**Exercise prompt:**
The word "strong" may appear in lines of the data; say how many such lines there are, with nothing beyond the number.

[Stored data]
==*==

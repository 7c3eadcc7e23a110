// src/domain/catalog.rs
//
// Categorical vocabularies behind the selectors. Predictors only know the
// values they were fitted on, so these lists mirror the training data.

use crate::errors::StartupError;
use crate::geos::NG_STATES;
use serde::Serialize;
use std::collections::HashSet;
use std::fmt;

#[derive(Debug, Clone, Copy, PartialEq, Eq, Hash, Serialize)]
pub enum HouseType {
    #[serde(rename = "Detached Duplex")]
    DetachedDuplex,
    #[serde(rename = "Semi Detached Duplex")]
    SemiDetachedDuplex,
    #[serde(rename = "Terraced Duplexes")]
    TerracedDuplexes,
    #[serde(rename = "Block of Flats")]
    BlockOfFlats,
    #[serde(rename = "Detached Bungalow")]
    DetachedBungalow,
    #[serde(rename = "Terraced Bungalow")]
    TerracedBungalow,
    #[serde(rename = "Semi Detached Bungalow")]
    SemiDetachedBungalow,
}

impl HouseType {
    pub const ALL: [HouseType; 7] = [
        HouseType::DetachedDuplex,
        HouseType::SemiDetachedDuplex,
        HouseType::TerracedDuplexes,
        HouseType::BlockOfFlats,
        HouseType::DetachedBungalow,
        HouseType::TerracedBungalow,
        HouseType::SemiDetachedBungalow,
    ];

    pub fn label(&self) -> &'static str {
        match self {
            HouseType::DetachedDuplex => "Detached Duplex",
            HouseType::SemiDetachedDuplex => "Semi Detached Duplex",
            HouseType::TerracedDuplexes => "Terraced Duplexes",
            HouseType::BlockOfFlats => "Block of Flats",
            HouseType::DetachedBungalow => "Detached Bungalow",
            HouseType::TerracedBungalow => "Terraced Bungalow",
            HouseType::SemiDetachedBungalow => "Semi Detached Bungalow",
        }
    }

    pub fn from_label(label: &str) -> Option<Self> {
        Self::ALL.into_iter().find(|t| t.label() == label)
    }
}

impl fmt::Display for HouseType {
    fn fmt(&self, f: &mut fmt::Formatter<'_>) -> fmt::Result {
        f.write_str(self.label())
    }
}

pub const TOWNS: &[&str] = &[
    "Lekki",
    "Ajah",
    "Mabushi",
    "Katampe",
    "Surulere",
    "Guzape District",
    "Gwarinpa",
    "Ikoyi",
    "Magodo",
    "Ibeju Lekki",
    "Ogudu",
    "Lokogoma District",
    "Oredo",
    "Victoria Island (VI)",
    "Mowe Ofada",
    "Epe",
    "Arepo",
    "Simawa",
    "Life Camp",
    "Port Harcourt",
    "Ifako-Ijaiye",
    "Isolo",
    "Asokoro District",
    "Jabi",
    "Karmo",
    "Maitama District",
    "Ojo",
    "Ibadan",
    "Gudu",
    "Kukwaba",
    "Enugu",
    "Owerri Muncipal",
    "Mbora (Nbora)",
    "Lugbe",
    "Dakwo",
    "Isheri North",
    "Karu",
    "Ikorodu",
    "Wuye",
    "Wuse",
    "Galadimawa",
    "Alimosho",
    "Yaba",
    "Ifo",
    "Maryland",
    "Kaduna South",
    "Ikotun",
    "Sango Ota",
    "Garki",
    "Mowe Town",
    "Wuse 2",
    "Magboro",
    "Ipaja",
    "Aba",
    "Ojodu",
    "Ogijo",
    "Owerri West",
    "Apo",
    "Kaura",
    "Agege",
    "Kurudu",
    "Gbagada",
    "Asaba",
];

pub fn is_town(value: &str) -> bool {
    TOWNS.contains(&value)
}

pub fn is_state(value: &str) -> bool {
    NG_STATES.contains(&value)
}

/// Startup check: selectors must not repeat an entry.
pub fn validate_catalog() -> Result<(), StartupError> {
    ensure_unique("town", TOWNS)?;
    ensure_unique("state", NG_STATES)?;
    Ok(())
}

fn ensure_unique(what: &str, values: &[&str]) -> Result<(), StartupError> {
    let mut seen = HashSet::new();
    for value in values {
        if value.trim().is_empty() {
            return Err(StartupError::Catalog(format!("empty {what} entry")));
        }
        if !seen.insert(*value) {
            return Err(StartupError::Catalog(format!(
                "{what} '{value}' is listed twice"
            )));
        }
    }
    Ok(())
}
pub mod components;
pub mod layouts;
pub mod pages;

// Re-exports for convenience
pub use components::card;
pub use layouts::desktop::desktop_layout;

==*==

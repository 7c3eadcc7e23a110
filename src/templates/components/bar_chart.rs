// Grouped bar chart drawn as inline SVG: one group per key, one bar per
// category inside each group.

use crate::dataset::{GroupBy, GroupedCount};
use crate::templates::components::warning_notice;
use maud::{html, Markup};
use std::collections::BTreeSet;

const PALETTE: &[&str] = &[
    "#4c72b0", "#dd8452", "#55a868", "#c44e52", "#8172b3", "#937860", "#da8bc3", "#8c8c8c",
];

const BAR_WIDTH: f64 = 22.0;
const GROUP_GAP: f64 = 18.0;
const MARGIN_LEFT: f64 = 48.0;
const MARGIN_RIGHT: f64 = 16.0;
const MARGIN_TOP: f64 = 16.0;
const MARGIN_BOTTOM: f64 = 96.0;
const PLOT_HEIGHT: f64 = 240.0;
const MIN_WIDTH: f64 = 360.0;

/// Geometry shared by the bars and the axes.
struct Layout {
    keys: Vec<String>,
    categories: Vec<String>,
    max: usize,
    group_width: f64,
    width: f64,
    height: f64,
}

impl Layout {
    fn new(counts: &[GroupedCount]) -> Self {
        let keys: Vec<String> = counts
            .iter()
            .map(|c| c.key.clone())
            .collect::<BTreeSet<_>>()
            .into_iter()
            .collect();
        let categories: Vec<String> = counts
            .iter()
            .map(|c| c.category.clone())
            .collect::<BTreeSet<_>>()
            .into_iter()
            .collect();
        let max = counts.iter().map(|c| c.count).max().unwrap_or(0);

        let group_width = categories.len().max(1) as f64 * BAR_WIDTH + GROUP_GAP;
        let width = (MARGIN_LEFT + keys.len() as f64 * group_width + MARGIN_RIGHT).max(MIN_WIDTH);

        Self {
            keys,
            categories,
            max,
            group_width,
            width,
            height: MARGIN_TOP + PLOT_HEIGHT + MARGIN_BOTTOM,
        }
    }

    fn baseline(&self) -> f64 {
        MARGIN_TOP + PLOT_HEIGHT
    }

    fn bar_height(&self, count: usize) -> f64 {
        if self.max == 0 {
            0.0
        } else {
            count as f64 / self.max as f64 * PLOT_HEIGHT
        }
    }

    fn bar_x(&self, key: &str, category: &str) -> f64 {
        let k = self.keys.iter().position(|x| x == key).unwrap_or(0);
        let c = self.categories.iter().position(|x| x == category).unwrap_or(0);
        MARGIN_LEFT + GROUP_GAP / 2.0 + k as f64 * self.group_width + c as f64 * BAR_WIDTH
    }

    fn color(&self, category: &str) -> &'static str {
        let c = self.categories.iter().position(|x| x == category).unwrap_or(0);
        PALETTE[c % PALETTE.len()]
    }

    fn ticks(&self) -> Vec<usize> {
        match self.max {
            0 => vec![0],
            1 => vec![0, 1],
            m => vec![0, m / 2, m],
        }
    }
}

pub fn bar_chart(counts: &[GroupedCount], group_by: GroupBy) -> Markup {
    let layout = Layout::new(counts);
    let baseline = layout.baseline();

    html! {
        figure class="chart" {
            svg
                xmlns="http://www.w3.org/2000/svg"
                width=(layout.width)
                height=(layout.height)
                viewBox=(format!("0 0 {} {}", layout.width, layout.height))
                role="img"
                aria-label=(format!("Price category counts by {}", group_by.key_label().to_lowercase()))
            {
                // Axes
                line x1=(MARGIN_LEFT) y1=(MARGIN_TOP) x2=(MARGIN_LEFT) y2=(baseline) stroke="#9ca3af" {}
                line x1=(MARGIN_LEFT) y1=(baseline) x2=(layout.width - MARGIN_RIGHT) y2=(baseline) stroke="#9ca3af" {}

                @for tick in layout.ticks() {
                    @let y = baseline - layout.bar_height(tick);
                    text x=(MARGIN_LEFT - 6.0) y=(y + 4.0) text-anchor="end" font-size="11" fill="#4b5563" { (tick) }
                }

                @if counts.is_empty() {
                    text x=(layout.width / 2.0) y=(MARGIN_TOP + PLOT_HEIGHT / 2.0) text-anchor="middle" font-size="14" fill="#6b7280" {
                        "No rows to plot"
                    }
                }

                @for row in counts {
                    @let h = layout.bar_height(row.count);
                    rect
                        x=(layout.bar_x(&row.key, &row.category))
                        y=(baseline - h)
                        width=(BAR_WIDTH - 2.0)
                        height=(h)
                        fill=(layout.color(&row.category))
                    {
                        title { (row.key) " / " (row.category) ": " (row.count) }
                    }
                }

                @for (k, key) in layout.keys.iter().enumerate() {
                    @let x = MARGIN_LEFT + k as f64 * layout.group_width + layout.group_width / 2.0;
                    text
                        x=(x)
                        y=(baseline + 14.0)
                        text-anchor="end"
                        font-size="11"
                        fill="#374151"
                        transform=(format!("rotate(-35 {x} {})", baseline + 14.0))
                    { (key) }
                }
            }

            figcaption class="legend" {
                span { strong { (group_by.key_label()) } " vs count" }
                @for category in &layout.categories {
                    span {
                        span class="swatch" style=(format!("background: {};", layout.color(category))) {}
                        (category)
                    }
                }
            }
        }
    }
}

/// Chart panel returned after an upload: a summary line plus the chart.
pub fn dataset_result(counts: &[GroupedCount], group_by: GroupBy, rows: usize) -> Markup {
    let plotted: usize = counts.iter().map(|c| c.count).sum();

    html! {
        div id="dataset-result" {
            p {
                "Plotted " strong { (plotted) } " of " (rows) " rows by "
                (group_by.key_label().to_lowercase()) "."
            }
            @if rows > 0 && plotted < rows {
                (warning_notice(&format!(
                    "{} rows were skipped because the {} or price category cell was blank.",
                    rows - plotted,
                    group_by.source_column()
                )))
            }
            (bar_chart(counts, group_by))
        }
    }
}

==*==

**Expected answer:**
2